Thank you.
We appreciate that there are different tactics taken toward databases. Looking at the issues of a database to provide a source of information, you can have an administrative or regulatory regime. I think the message we're trying to clarify with the CFPOA, the Corruption of Foreign Public Officials Act, is that this legislation is designed to put in place the penalties for when there is actually a bribe, and not to be addressing the regulatory and administrative procedures that companies would have to do for reporting in terms of the parallel mechanisms with taxation or things like this.
You did mention a question, though, that I wanted to come back to with regard to paying $20, or issues like that. Our legal adviser brought up the issue of mens rea.

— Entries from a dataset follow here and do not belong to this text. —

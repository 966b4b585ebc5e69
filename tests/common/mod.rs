//! Common test utilities

#![allow(dead_code)] // Not every test binary uses every helper

use std::collections::HashMap;
use std::path::Path;
use std::sync::{Arc, Mutex};

use async_trait::async_trait;
use chrono::DateTime;
use hubnotes::refresh::{MemoryNotifier, Orchestrator};
use hubnotes::remote::{CurrentClient, RemoteError, RepositoryClient};
use hubnotes::snapshot::{
    CommitSummary, IssueSummary, LatestCommit, ListState, PullRequestSummary, RateBudget,
    RepositorySnapshot,
};
use hubnotes::template::TemplateOptions;
use hubnotes::vault::Vault;
use hubnotes::RepoRef;
use tempfile::TempDir;

/// Create a temporary directory for testing
pub fn create_test_dir() -> TempDir {
    tempfile::tempdir().expect("Failed to create temp directory")
}

/// A snapshot with every field a note renders filled in
pub fn snapshot(owner: &str, name: &str, stars: u64) -> RepositorySnapshot {
    RepositorySnapshot {
        owner: owner.to_string(),
        name: name.to_string(),
        full_name: format!("{owner}/{name}"),
        description: format!("The {name} project"),
        stars,
        forks: 2,
        created_at: "2020-05-06T07:08:09Z".to_string(),
        language: "Rust".to_string(),
        open_issues: 1,
        url: format!("https://github.com/{owner}/{name}"),
        default_branch: "main".to_string(),
        latest_commit: LatestCommit {
            message: "Initial commit".to_string(),
            author: "Ada".to_string(),
            date: "2024-01-02T03:04:05Z".to_string(),
            sha: "abc1234".to_string(),
        },
        ..RepositorySnapshot::default()
    }
}

/// In-memory remote keyed by lowercase full name
#[derive(Default)]
pub struct FakeClient {
    repos: Mutex<HashMap<String, RepositorySnapshot>>,
    branches: Mutex<Vec<String>>,
    owners: Mutex<HashMap<String, Vec<RepositorySnapshot>>>,
    calls: Mutex<Vec<String>>,
}

impl FakeClient {
    pub fn add(&self, snapshot: RepositorySnapshot) {
        self.repos
            .lock()
            .unwrap()
            .insert(snapshot.full_name.to_lowercase(), snapshot);
    }

    pub fn add_branch(&self, branch: &str) {
        self.branches.lock().unwrap().push(branch.to_string());
    }

    pub fn set_owner(&self, owner: &str, repos: Vec<RepositorySnapshot>) {
        self.owners.lock().unwrap().insert(owner.to_string(), repos);
    }

    pub fn calls(&self) -> Vec<String> {
        self.calls.lock().unwrap().clone()
    }

    fn record(&self, call: String) {
        self.calls.lock().unwrap().push(call);
    }

    fn known(&self, repo: &RepoRef) -> Result<RepositorySnapshot, RemoteError> {
        self.repos
            .lock()
            .unwrap()
            .get(&repo.full_name().to_lowercase())
            .cloned()
            .ok_or_else(|| RemoteError::not_found(format!("repository {repo}")))
    }
}

#[async_trait]
impl RepositoryClient for FakeClient {
    async fn fetch_snapshot(
        &self,
        repo: &RepoRef,
        branch: Option<&str>,
    ) -> Result<RepositorySnapshot, RemoteError> {
        self.record(format!("snapshot {repo} {}", branch.unwrap_or("-")));
        let snapshot = self.known(repo)?;
        match branch {
            Some(b) if !self.branches.lock().unwrap().iter().any(|k| k == b) => {
                Err(RemoteError::not_found(format!("branch {b} of {repo}")))
            }
            _ => Ok(snapshot),
        }
    }

    async fn list_tracked_set(&self, owner: &str) -> Result<Vec<RepositorySnapshot>, RemoteError> {
        self.record(format!("list {owner}"));
        self.owners
            .lock()
            .unwrap()
            .get(owner)
            .cloned()
            .ok_or_else(|| RemoteError::not_found(format!("owner {owner}")))
    }

    async fn fetch_issues(
        &self,
        repo: &RepoRef,
        state: ListState,
    ) -> Result<Vec<IssueSummary>, RemoteError> {
        self.record(format!("issues {repo} {state}"));
        self.known(repo)?;
        Ok(vec![IssueSummary {
            number: 7,
            title: "Crash on start\nstack trace below".to_string(),
            state: "open".to_string(),
            author: "bob".to_string(),
            comments: 3,
            labels: vec!["bug".to_string()],
            created_at: "2024-02-03T00:00:00Z".to_string(),
            url: format!("{}/issues/7", repo.canonical_url()),
        }])
    }

    async fn fetch_pull_requests(
        &self,
        repo: &RepoRef,
        state: ListState,
    ) -> Result<Vec<PullRequestSummary>, RemoteError> {
        self.record(format!("pulls {repo} {state}"));
        self.known(repo)?;
        Ok(Vec::new())
    }

    async fn fetch_pull_request_diff(
        &self,
        repo: &RepoRef,
        number: u64,
    ) -> Result<String, RemoteError> {
        self.record(format!("diff {repo} {number}"));
        self.known(repo)?;
        Ok("diff --git a/x b/x\n".to_string())
    }

    async fn fetch_commits(
        &self,
        repo: &RepoRef,
        branch: Option<&str>,
    ) -> Result<Vec<CommitSummary>, RemoteError> {
        self.record(format!("commits {repo} {}", branch.unwrap_or("-")));
        self.known(repo)?;
        Ok(vec![CommitSummary {
            sha: "0123456789abcdef".to_string(),
            message: "Fix parser\n\nLonger body".to_string(),
            author: "Ada".to_string(),
            date: "2024-01-02T03:04:05Z".to_string(),
            url: String::new(),
        }])
    }

    async fn rate_budget(&self) -> Result<RateBudget, RemoteError> {
        Ok(RateBudget {
            limit: 60,
            remaining: 59,
            reset_at: DateTime::from_timestamp(1_706_400_000, 0).unwrap(),
        })
    }

    fn last_rate_budget(&self) -> Option<RateBudget> {
        None
    }
}

/// A vault in a temp dir driven by a [`FakeClient`]
pub struct TestVault {
    pub temp: TempDir,
    pub fake: Arc<FakeClient>,
    pub client: Arc<CurrentClient>,
    pub notifier: Arc<MemoryNotifier>,
    pub orchestrator: Arc<Orchestrator>,
}

impl TestVault {
    pub fn new() -> Self {
        let temp = create_test_dir();
        let fake = Arc::new(FakeClient::default());
        let client = Arc::new(CurrentClient::new("https://api.test", fake.clone()));
        let notifier = Arc::new(MemoryNotifier::new());
        let orchestrator = Arc::new(Orchestrator::new(
            Vault::new(temp.path()),
            Arc::clone(&client),
            TemplateOptions::default(),
            notifier.clone(),
        ));
        Self {
            temp,
            fake,
            client,
            notifier,
            orchestrator,
        }
    }

    pub fn root(&self) -> &Path {
        self.temp.path()
    }

    pub fn write(&self, rel: &str, content: &str) {
        let path = self.root().join(rel);
        std::fs::create_dir_all(path.parent().unwrap()).unwrap();
        std::fs::write(path, content).unwrap();
    }

    pub fn read(&self, rel: impl AsRef<Path>) -> String {
        std::fs::read_to_string(self.root().join(rel)).unwrap()
    }
}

What is happening now with our international treaties is that they've all put on states an obligation to criminalize the bribery of foreign public officials and other offences that are associated with that. So it's creating a norm, a practice, an enforcement.
But then the institutional civil society recognized that there are environments where you may be asked to do this, to pay a bribe. For Transparency International, when dealing with crisis situations, failed state situations, their approach is to have civil societies put in place mechanisms and risk assessments in monitoring and evaluation, and create transparency in their laws so that it's clear the company doesn't pay.
The reason, and we see this with companies, is that if you pay a little bit, you get targeted to pay more. Then you find yourself drawn in.